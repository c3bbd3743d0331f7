//! Offset pagination shared by list queries.

/// Default page size.
pub const DEFAULT_LIMIT: u32 = 100;

/// Largest page size a caller may request.
pub const MAX_LIMIT: u32 = 100;

/// Offset/limit window with the limit clamped to `1..=100`.
#[derive(Debug, Clone, Copy, PartialEq, Eq)]
pub struct Pagination {
    skip: u32,
    limit: u32,
}

impl Pagination {
    /// Builds a window from optional query values.
    pub fn new(skip: Option<u32>, limit: Option<u32>) -> Self {
        Self {
            skip: skip.unwrap_or(0),
            limit: limit.unwrap_or(DEFAULT_LIMIT).clamp(1, MAX_LIMIT),
        }
    }

    pub fn skip(&self) -> u32 {
        self.skip
    }

    pub fn limit(&self) -> u32 {
        self.limit
    }
}

impl Default for Pagination {
    fn default() -> Self {
        Self::new(None, None)
    }
}
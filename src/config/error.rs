//! Configuration error types

use thiserror::Error;

/// Errors that can occur during configuration loading
#[derive(Debug, Error)]
pub enum ConfigError {
    #[error("Configuration loading failed: {0}")]
    LoadError(#[from] config::ConfigError),

    #[error("Validation failed: {0}")]
    ValidationFailed(#[from] ValidationError),
}

/// Errors that can occur during configuration validation
#[derive(Debug, Error, PartialEq)]
pub enum ValidationError {
    #[error("Required configuration missing: {0}")]
    MissingRequired(&'static str),

    #[error("Invalid host/port combination: {0}")]
    InvalidBindAddress(String),

    #[error("Invalid port number")]
    InvalidPort,

    #[error("Invalid request timeout")]
    InvalidTimeout,

    #[error("Invalid database URL format")]
    InvalidDatabaseUrl,

    #[error("Pool min_connections exceeds max_connections")]
    InvalidPoolSize,

    #[error("Pool size exceeds maximum allowed (100)")]
    PoolSizeTooLarge,

    #[error("Signing key must be at least {0} bytes in production")]
    SecretKeyTooShort(usize),

    #[error("Unsupported signing algorithm: {0}")]
    UnsupportedAlgorithm(String),

    #[error("Token lifetime must be between 1 and 8760 hours")]
    InvalidTokenLifetime,

    #[error("AI base URL must be an http(s) URL")]
    InvalidAiBaseUrl,

    #[error("Confidence threshold must be within 0.0..=1.0")]
    InvalidConfidenceThreshold,
}
//! Ticket lifecycle status.

use serde::{Deserialize, Serialize};
use std::fmt;
use std::str::FromStr;

use crate::domain::foundation::ValidationError;

/// Workflow state of a support ticket.
#[derive(Debug, Clone, Copy, PartialEq, Eq, Hash, Serialize, Deserialize, Default)]
#[serde(rename_all = "snake_case")]
pub enum TicketStatus {
    #[default]
    Open,
    InProgress,
    Resolved,
    Closed,
}

impl TicketStatus {
    /// Storage / wire representation.
    pub fn as_str(&self) -> &'static str {
        match self {
            TicketStatus::Open => "open",
            TicketStatus::InProgress => "in_progress",
            TicketStatus::Resolved => "resolved",
            TicketStatus::Closed => "closed",
        }
    }
}

impl fmt::Display for TicketStatus {
    fn fmt(&self, f: &mut fmt::Formatter<'_>) -> fmt::Result {
        f.write_str(self.as_str())
    }
}

impl FromStr for TicketStatus {
    type Err = ValidationError;

    fn from_str(s: &str) -> Result<Self, Self::Err> {
        match s {
            "open" => Ok(TicketStatus::Open),
            "in_progress" => Ok(TicketStatus::InProgress),
            "resolved" => Ok(TicketStatus::Resolved),
            "closed" => Ok(TicketStatus::Closed),
            other => Err(ValidationError::invalid_format(
                "status",
                format!("unknown ticket status '{}'", other),
            )),
        }
    }
}
//! Message entity for conversations.
//!
//! Messages are immutable records of user/assistant exchanges within a
//! conversation. Assistant replies produced by the decision step carry the
//! confidence and action the model reported.

use serde::{Deserialize, Serialize};
use std::fmt;
use std::str::FromStr;

use crate::domain::decision::DecisionAction;
use crate::domain::foundation::{ConversationId, MessageId, Timestamp, ValidationError};

/// Role of a message sender in a conversation.
#[derive(Debug, Clone, Copy, PartialEq, Eq, Hash, Serialize, Deserialize, Default)]
#[serde(rename_all = "snake_case")]
pub enum MessageRole {
    /// End-user input.
    #[default]
    User,
    /// Automated or agent reply.
    Assistant,
    /// Notices generated by the service (e.g. escalation).
    System,
}

impl MessageRole {
    pub fn as_str(&self) -> &'static str {
        match self {
            MessageRole::User => "user",
            MessageRole::Assistant => "assistant",
            MessageRole::System => "system",
        }
    }
}

impl fmt::Display for MessageRole {
    fn fmt(&self, f: &mut fmt::Formatter<'_>) -> fmt::Result {
        f.write_str(self.as_str())
    }
}

impl FromStr for MessageRole {
    type Err = ValidationError;

    fn from_str(s: &str) -> Result<Self, Self::Err> {
        match s {
            "user" => Ok(MessageRole::User),
            "assistant" => Ok(MessageRole::Assistant),
            "system" => Ok(MessageRole::System),
            other => Err(ValidationError::invalid_format(
                "role",
                format!("unknown message role '{}'", other),
            )),
        }
    }
}

/// Validated input for appending a message.
#[derive(Debug, Clone, PartialEq)]
pub struct NewMessage {
    role: MessageRole,
    content: String,
    ai_confidence: Option<f64>,
    ai_action: Option<DecisionAction>,
}

impl NewMessage {
    /// Creates a message with non-blank content.
    ///
    /// # Errors
    ///
    /// - `EmptyField` if content is blank
    pub fn new(role: MessageRole, content: impl Into<String>) -> Result<Self, ValidationError> {
        let content = content.into();
        if content.trim().is_empty() {
            return Err(ValidationError::empty_field("content"));
        }
        Ok(Self {
            role,
            content,
            ai_confidence: None,
            ai_action: None,
        })
    }

    pub fn user(content: impl Into<String>) -> Result<Self, ValidationError> {
        Self::new(MessageRole::User, content)
    }

    pub fn assistant(content: impl Into<String>) -> Result<Self, ValidationError> {
        Self::new(MessageRole::Assistant, content)
    }

    pub fn system(content: impl Into<String>) -> Result<Self, ValidationError> {
        Self::new(MessageRole::System, content)
    }

    /// Attaches the decision metadata that produced this message.
    pub fn with_decision(mut self, confidence: f64, action: DecisionAction) -> Self {
        self.ai_confidence = Some(confidence);
        self.ai_action = Some(action);
        self
    }

    pub fn role(&self) -> MessageRole {
        self.role
    }

    pub fn content(&self) -> &str {
        &self.content
    }

    pub fn ai_confidence(&self) -> Option<f64> {
        self.ai_confidence
    }

    pub fn ai_action(&self) -> Option<DecisionAction> {
        self.ai_action
    }
}

/// Persisted message.
#[derive(Debug, Clone, PartialEq)]
pub struct Message {
    id: MessageId,
    conversation_id: ConversationId,
    role: MessageRole,
    content: String,
    ai_confidence: Option<f64>,
    ai_action: Option<DecisionAction>,
    created_at: Timestamp,
}

impl Message {
    /// Materializes a freshly inserted message.
    pub fn create(
        id: MessageId,
        conversation_id: ConversationId,
        input: NewMessage,
        now: Timestamp,
    ) -> Self {
        Self {
            id,
            conversation_id,
            role: input.role,
            content: input.content,
            ai_confidence: input.ai_confidence,
            ai_action: input.ai_action,
            created_at: now,
        }
    }

    /// Reconstitute a message from persistence.
    pub fn reconstitute(
        id: MessageId,
        conversation_id: ConversationId,
        role: MessageRole,
        content: String,
        ai_confidence: Option<f64>,
        ai_action: Option<DecisionAction>,
        created_at: Timestamp,
    ) -> Self {
        Self {
            id,
            conversation_id,
            role,
            content,
            ai_confidence,
            ai_action,
            created_at,
        }
    }

    pub fn id(&self) -> MessageId {
        self.id
    }

    pub fn conversation_id(&self) -> ConversationId {
        self.conversation_id
    }

    pub fn role(&self) -> MessageRole {
        self.role
    }

    pub fn content(&self) -> &str {
        &self.content
    }

    pub fn ai_confidence(&self) -> Option<f64> {
        self.ai_confidence
    }

    pub fn ai_action(&self) -> Option<DecisionAction> {
        self.ai_action
    }

    pub fn created_at(&self) -> &Timestamp {
        &self.created_at
    }
}

#[cfg(test)]
mod tests {
    use super::*;

    #[test]
    fn blank_content_is_rejected() {
        assert_eq!(
            NewMessage::user("  \n "),
            Err(ValidationError::empty_field("content"))
        );
    }

    #[test]
    fn decision_metadata_is_carried_into_message() {
        let input = NewMessage::assistant("Check the power cable.")
            .unwrap()
            .with_decision(0.9, DecisionAction::Answer);
        let msg = Message::create(
            MessageId::new(1),
            ConversationId::new(4),
            input,
            Timestamp::now(),
        );

        assert_eq!(msg.role(), MessageRole::Assistant);
        assert_eq!(msg.ai_confidence(), Some(0.9));
        assert_eq!(msg.ai_action(), Some(DecisionAction::Answer));
        assert_eq!(msg.conversation_id(), ConversationId::new(4));
    }

    #[test]
    fn role_parses_storage_strings() {
        assert_eq!("system".parse::<MessageRole>().unwrap(), MessageRole::System);
        assert!("bot".parse::<MessageRole>().is_err());
    }
}
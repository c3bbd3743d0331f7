//! DeleteConversationHandler - Removes a conversation and its messages.

use std::sync::Arc;

use super::load_accessible;
use crate::domain::conversation::ConversationError;
use crate::domain::foundation::{AuthenticatedUser, ConversationId};
use crate::ports::ConversationRepository;

#[derive(Debug, Clone, Copy)]
pub struct DeleteConversationCommand {
    pub conversation_id: ConversationId,
}

pub struct DeleteConversationHandler {
    repository: Arc<dyn ConversationRepository>,
}

impl DeleteConversationHandler {
    pub fn new(repository: Arc<dyn ConversationRepository>) -> Self {
        Self { repository }
    }

    /// Linked tickets survive with their conversation link cleared.
    pub async fn handle(
        &self,
        cmd: DeleteConversationCommand,
        actor: &AuthenticatedUser,
    ) -> Result<(), ConversationError> {
        load_accessible(self.repository.as_ref(), cmd.conversation_id, actor).await?;

        if !self.repository.delete(cmd.conversation_id).await? {
            return Err(ConversationError::not_found(cmd.conversation_id));
        }

        tracing::info!(conversation_id = %cmd.conversation_id, "Conversation deleted");
        Ok(())
    }
}

#[cfg(test)]
mod tests {
    use super::*;
    use crate::adapters::memory::InMemoryStore;
    use crate::application::handlers::ticket::test_support::user;
    use crate::domain::conversation::{NewConversation, NewMessage};
    use crate::domain::foundation::UserId;
    use crate::domain::ticket::NewTicket;
    use crate::ports::TicketRepository;

    #[tokio::test]
    async fn cascade_removes_messages_and_unlinks_tickets() {
        let store = InMemoryStore::new();
        let conversation = ConversationRepository::insert(
            &store,
            &NewConversation::new(None, Some(UserId::new(1))).unwrap(),
        )
        .await
        .unwrap();
        store
            .append_message(conversation.id(), &NewMessage::user("help").unwrap())
            .await
            .unwrap();
        let ticket = TicketRepository::insert(
            &store,
            &NewTicket::new("Escalated", None)
                .unwrap()
                .owned_by(Some(UserId::new(1)))
                .from_conversation(conversation.id()),
        )
        .await
        .unwrap();

        let handler = DeleteConversationHandler::new(Arc::new(store.clone()));
        handler
            .handle(
                DeleteConversationCommand {
                    conversation_id: conversation.id(),
                },
                &user(1),
            )
            .await
            .unwrap();

        assert_eq!(store.conversation_count().await, 0);
        assert_eq!(store.message_count().await, 0);
        let ticket = TicketRepository::find_by_id(&store, ticket.id()).await.unwrap().unwrap();
        assert_eq!(ticket.conversation_id(), None);
    }

    #[tokio::test]
    async fn stranger_cannot_delete() {
        let store = InMemoryStore::new();
        let conversation = ConversationRepository::insert(
            &store,
            &NewConversation::new(None, Some(UserId::new(1))).unwrap(),
        )
        .await
        .unwrap();
        let handler = DeleteConversationHandler::new(Arc::new(store.clone()));

        let result = handler
            .handle(
                DeleteConversationCommand {
                    conversation_id: conversation.id(),
                },
                &user(2),
            )
            .await;
        assert_eq!(result, Err(ConversationError::Forbidden));
        assert_eq!(store.conversation_count().await, 1);
    }
}
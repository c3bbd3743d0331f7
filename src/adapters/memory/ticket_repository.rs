//! In-memory `TicketRepository`.

use async_trait::async_trait;

use super::InMemoryStore;
use crate::domain::foundation::{DomainError, ErrorCode, TicketId, Timestamp};
use crate::domain::ticket::{NewTicket, Ticket};
use crate::ports::{TicketFilter, TicketRepository};

#[async_trait]
impl TicketRepository for InMemoryStore {
    async fn insert(&self, ticket: &NewTicket) -> Result<Ticket, DomainError> {
        let mut tables = self.tables.write().await;
        let id = TicketId::new(tables.next_id());
        let created = Ticket::create(id, ticket.clone(), Timestamp::now());
        tables.tickets.insert(id, created.clone());
        Ok(created)
    }

    async fn find_by_id(&self, id: TicketId) -> Result<Option<Ticket>, DomainError> {
        Ok(self.tables.read().await.tickets.get(&id).cloned())
    }

    async fn list(&self, filter: &TicketFilter) -> Result<Vec<Ticket>, DomainError> {
        let tables = self.tables.read().await;
        let query = filter.query.as_deref().map(str::trim).filter(|q| !q.is_empty());

        Ok(tables
            .tickets
            .values()
            .filter(|t| filter.owner.map_or(true, |owner| t.user_id() == Some(owner)))
            .filter(|t| filter.status.map_or(true, |status| t.status() == status))
            .filter(|t| query.map_or(true, |q| t.matches_query(q)))
            .skip(filter.page.skip() as usize)
            .take(filter.page.limit() as usize)
            .cloned()
            .collect())
    }

    async fn update(&self, ticket: &Ticket) -> Result<(), DomainError> {
        let mut tables = self.tables.write().await;
        match tables.tickets.get_mut(&ticket.id()) {
            Some(existing) => {
                *existing = ticket.clone();
                Ok(())
            }
            None => Err(DomainError::new(
                ErrorCode::TicketNotFound,
                format!("Ticket not found: {}", ticket.id()),
            )),
        }
    }

    async fn delete(&self, id: TicketId) -> Result<bool, DomainError> {
        Ok(self.tables.write().await.tickets.remove(&id).is_some())
    }
}
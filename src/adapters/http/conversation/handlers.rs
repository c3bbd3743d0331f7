//! HTTP handlers for conversation endpoints.

use std::sync::Arc;

use axum::{
    extract::{Path, Query, State},
    http::StatusCode,
    response::{IntoResponse, Response},
    Json,
};

use crate::adapters::http::error::{error_response, invalid_id};
use crate::adapters::http::middleware::RequireAuth;
use crate::application::handlers::conversation::{
    AppendMessageCommand, AppendMessageHandler, CreateConversationCommand,
    CreateConversationHandler, DeleteConversationCommand, DeleteConversationHandler,
    GetConversationHandler, GetConversationQuery, ListConversationsHandler,
    ListConversationsQuery, UpdateConversationCommand, UpdateConversationHandler,
};
use crate::domain::conversation::ConversationError;
use crate::domain::foundation::ConversationId;

use super::dto::{
    AppendMessageRequest, ConversationDetailResponse, ConversationResponse,
    CreateConversationRequest, ListConversationsParams, MessageResponse,
    UpdateConversationRequest,
};

// ════════════════════════════════════════════════════════════════════════════
// Handler state
// ════════════════════════════════════════════════════════════════════════════

#[derive(Clone)]
pub struct ConversationHandlers {
    create_handler: Arc<CreateConversationHandler>,
    get_handler: Arc<GetConversationHandler>,
    list_handler: Arc<ListConversationsHandler>,
    update_handler: Arc<UpdateConversationHandler>,
    delete_handler: Arc<DeleteConversationHandler>,
    append_handler: Arc<AppendMessageHandler>,
}

impl ConversationHandlers {
    pub fn new(
        create_handler: Arc<CreateConversationHandler>,
        get_handler: Arc<GetConversationHandler>,
        list_handler: Arc<ListConversationsHandler>,
        update_handler: Arc<UpdateConversationHandler>,
        delete_handler: Arc<DeleteConversationHandler>,
        append_handler: Arc<AppendMessageHandler>,
    ) -> Self {
        Self {
            create_handler,
            get_handler,
            list_handler,
            update_handler,
            delete_handler,
            append_handler,
        }
    }
}

fn parse_id(raw: &str) -> Result<ConversationId, Response> {
    raw.parse::<ConversationId>()
        .map_err(|_| invalid_id("conversation", raw))
}

// ════════════════════════════════════════════════════════════════════════════
// HTTP handlers
// ════════════════════════════════════════════════════════════════════════════

/// POST /api/conversations
pub async fn create_conversation(
    State(handlers): State<ConversationHandlers>,
    RequireAuth(user): RequireAuth,
    Json(req): Json<CreateConversationRequest>,
) -> Response {
    let cmd = CreateConversationCommand { title: req.title };

    match handlers.create_handler.handle(cmd, &user).await {
        Ok(conversation) => (
            StatusCode::CREATED,
            Json(ConversationResponse::from(conversation)),
        )
            .into_response(),
        Err(e) => handle_conversation_error(e),
    }
}

/// GET /api/conversations - Newest first
pub async fn list_conversations(
    State(handlers): State<ConversationHandlers>,
    RequireAuth(user): RequireAuth,
    Query(params): Query<ListConversationsParams>,
) -> Response {
    let query = ListConversationsQuery {
        page: params.page(),
        status: params.status,
    };

    match handlers.list_handler.handle(query, &user).await {
        Ok(conversations) => {
            let response: Vec<ConversationResponse> =
                conversations.into_iter().map(Into::into).collect();
            (StatusCode::OK, Json(response)).into_response()
        }
        Err(e) => handle_conversation_error(e),
    }
}

/// GET /api/conversations/:id - With messages
pub async fn get_conversation(
    State(handlers): State<ConversationHandlers>,
    RequireAuth(user): RequireAuth,
    Path(conversation_id): Path<String>,
) -> Response {
    let conversation_id = match parse_id(&conversation_id) {
        Ok(id) => id,
        Err(response) => return response,
    };

    match handlers
        .get_handler
        .handle(GetConversationQuery { conversation_id }, &user)
        .await
    {
        Ok(view) => (StatusCode::OK, Json(ConversationDetailResponse::from(view))).into_response(),
        Err(e) => handle_conversation_error(e),
    }
}

/// PATCH /api/conversations/:id
pub async fn update_conversation(
    State(handlers): State<ConversationHandlers>,
    RequireAuth(user): RequireAuth,
    Path(conversation_id): Path<String>,
    Json(req): Json<UpdateConversationRequest>,
) -> Response {
    let conversation_id = match parse_id(&conversation_id) {
        Ok(id) => id,
        Err(response) => return response,
    };

    let cmd = UpdateConversationCommand {
        conversation_id,
        update: req.into(),
    };

    match handlers.update_handler.handle(cmd, &user).await {
        Ok(conversation) => {
            (StatusCode::OK, Json(ConversationResponse::from(conversation))).into_response()
        }
        Err(e) => handle_conversation_error(e),
    }
}

/// DELETE /api/conversations/:id - Removes its messages too
pub async fn delete_conversation(
    State(handlers): State<ConversationHandlers>,
    RequireAuth(user): RequireAuth,
    Path(conversation_id): Path<String>,
) -> Response {
    let conversation_id = match parse_id(&conversation_id) {
        Ok(id) => id,
        Err(response) => return response,
    };

    match handlers
        .delete_handler
        .handle(DeleteConversationCommand { conversation_id }, &user)
        .await
    {
        Ok(()) => StatusCode::NO_CONTENT.into_response(),
        Err(e) => handle_conversation_error(e),
    }
}

/// POST /api/conversations/:id/messages
pub async fn append_message(
    State(handlers): State<ConversationHandlers>,
    RequireAuth(user): RequireAuth,
    Path(conversation_id): Path<String>,
    Json(req): Json<AppendMessageRequest>,
) -> Response {
    let conversation_id = match parse_id(&conversation_id) {
        Ok(id) => id,
        Err(response) => return response,
    };

    let cmd = AppendMessageCommand {
        conversation_id,
        role: req.role,
        content: req.content,
    };

    match handlers.append_handler.handle(cmd, &user).await {
        Ok(message) => (StatusCode::CREATED, Json(MessageResponse::from(message))).into_response(),
        Err(e) => handle_conversation_error(e),
    }
}

// ════════════════════════════════════════════════════════════════════════════
// Error handling
// ════════════════════════════════════════════════════════════════════════════

fn handle_conversation_error(error: ConversationError) -> Response {
    match &error {
        ConversationError::NotFound(_) => error_response(error.code(), "Conversation not found"),
        _ => error_response(error.code(), error.to_string()),
    }
}

#[cfg(test)]
mod tests {
    use super::*;

    #[test]
    fn archived_maps_to_400() {
        let error = ConversationError::Archived(ConversationId::new(3));
        assert_eq!(
            handle_conversation_error(error).status(),
            StatusCode::BAD_REQUEST
        );
    }

    #[test]
    fn not_found_maps_to_404() {
        let error = ConversationError::not_found(ConversationId::new(3));
        assert_eq!(
            handle_conversation_error(error).status(),
            StatusCode::NOT_FOUND
        );
    }

    #[test]
    fn forbidden_maps_to_403() {
        assert_eq!(
            handle_conversation_error(ConversationError::Forbidden).status(),
            StatusCode::FORBIDDEN
        );
    }

    #[test]
    fn non_numeric_id_is_rejected() {
        assert!(parse_id("abc").is_err());
        assert_eq!(parse_id("12").ok(), Some(ConversationId::new(12)));
    }
}
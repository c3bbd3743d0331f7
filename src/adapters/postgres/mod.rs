//! PostgreSQL adapters - Database implementations for repository ports.
//!
//! - `PostgresTicketRepository` - Tickets with substring search
//! - `PostgresConversationRepository` - Conversations and messages
//! - `PostgresUserRepository` - User accounts with uniqueness mapping

mod conversation_repository;
mod ticket_repository;
mod user_repository;

pub use conversation_repository::PostgresConversationRepository;
pub use ticket_repository::PostgresTicketRepository;
pub use user_repository::PostgresUserRepository;

use sqlx::postgres::{PgPool, PgPoolOptions, PgRow, Postgres};
use sqlx::Row;

use crate::config::DatabaseConfig;
use crate::domain::foundation::DomainError;

/// Opens a connection pool sized by the configuration.
pub async fn connect(config: &DatabaseConfig) -> Result<PgPool, sqlx::Error> {
    PgPoolOptions::new()
        .min_connections(config.min_connections)
        .max_connections(config.max_connections)
        .acquire_timeout(config.acquire_timeout())
        .connect(&config.url)
        .await
}

/// Applies the embedded schema migrations.
pub async fn run_migrations(pool: &PgPool) -> Result<(), sqlx::migrate::MigrateError> {
    sqlx::migrate!("./migrations").run(pool).await
}

/// Reads a column, mapping decode failures to a database error.
pub(super) fn column<'r, T>(row: &'r PgRow, name: &str) -> Result<T, DomainError>
where
    T: sqlx::Decode<'r, Postgres> + sqlx::Type<Postgres>,
{
    row.try_get(name)
        .map_err(|e| DomainError::database(&format!("Failed to get {}", name), e))
}

/// Escapes `%`, `_` and `\` and wraps the term for a substring `ILIKE`.
pub(super) fn like_pattern(term: &str) -> String {
    let mut escaped = String::with_capacity(term.len() + 2);
    escaped.push('%');
    for ch in term.chars() {
        if matches!(ch, '%' | '_' | '\\') {
            escaped.push('\\');
        }
        escaped.push(ch);
    }
    escaped.push('%');
    escaped
}

#[cfg(test)]
mod tests {
    use super::*;

    #[test]
    fn like_pattern_wraps_term() {
        assert_eq!(like_pattern("printer"), "%printer%");
    }

    #[test]
    fn like_pattern_escapes_wildcards() {
        assert_eq!(like_pattern("50%_off\\"), "%50\\%\\_off\\\\%");
    }
}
※
▶ [Task item]: Only the lines from the start of the material through the line containing "pub enum ValidationError" should be repeated, and they should be repeated exactly.

▶ [Written answer]:
repository c3bbd3743d0331f7
//! Offset pagination shared by list queries.

/// Default page size.
pub const DEFAULT_LIMIT: u32 = 100;

/// Largest page size a caller may request.
pub const MAX_LIMIT: u32 = 100;

/// Offset/limit window with the limit clamped to `1..=100`.
#[derive(Debug, Clone, Copy, PartialEq, Eq)]
pub struct Pagination {
    skip: u32,
    limit: u32,
}

impl Pagination {
    /// Builds a window from optional query values.
    pub fn new(skip: Option<u32>, limit: Option<u32>) -> Self {
        Self {
            skip: skip.unwrap_or(0),
            limit: limit.unwrap_or(DEFAULT_LIMIT).clamp(1, MAX_LIMIT),
        }
    }

    pub fn skip(&self) -> u32 {
        self.skip
    }

    pub fn limit(&self) -> u32 {
        self.limit
    }
}

impl Default for Pagination {
    fn default() -> Self {
        Self::new(None, None)
    }
}
filename src/config/error.rs
//! Configuration error types

use thiserror::Error;

/// Errors that can occur during configuration loading
#[derive(Debug, Error)]
pub enum ConfigError {
    #[error("Configuration loading failed: {0}")]
    LoadError(#[from] config::ConfigError),

    #[error("Validation failed: {0}")]
    ValidationFailed(#[from] ValidationError),
}

/// Errors that can occur during configuration validation
#[derive(Debug, Error, PartialEq)]
pub enum ValidationError {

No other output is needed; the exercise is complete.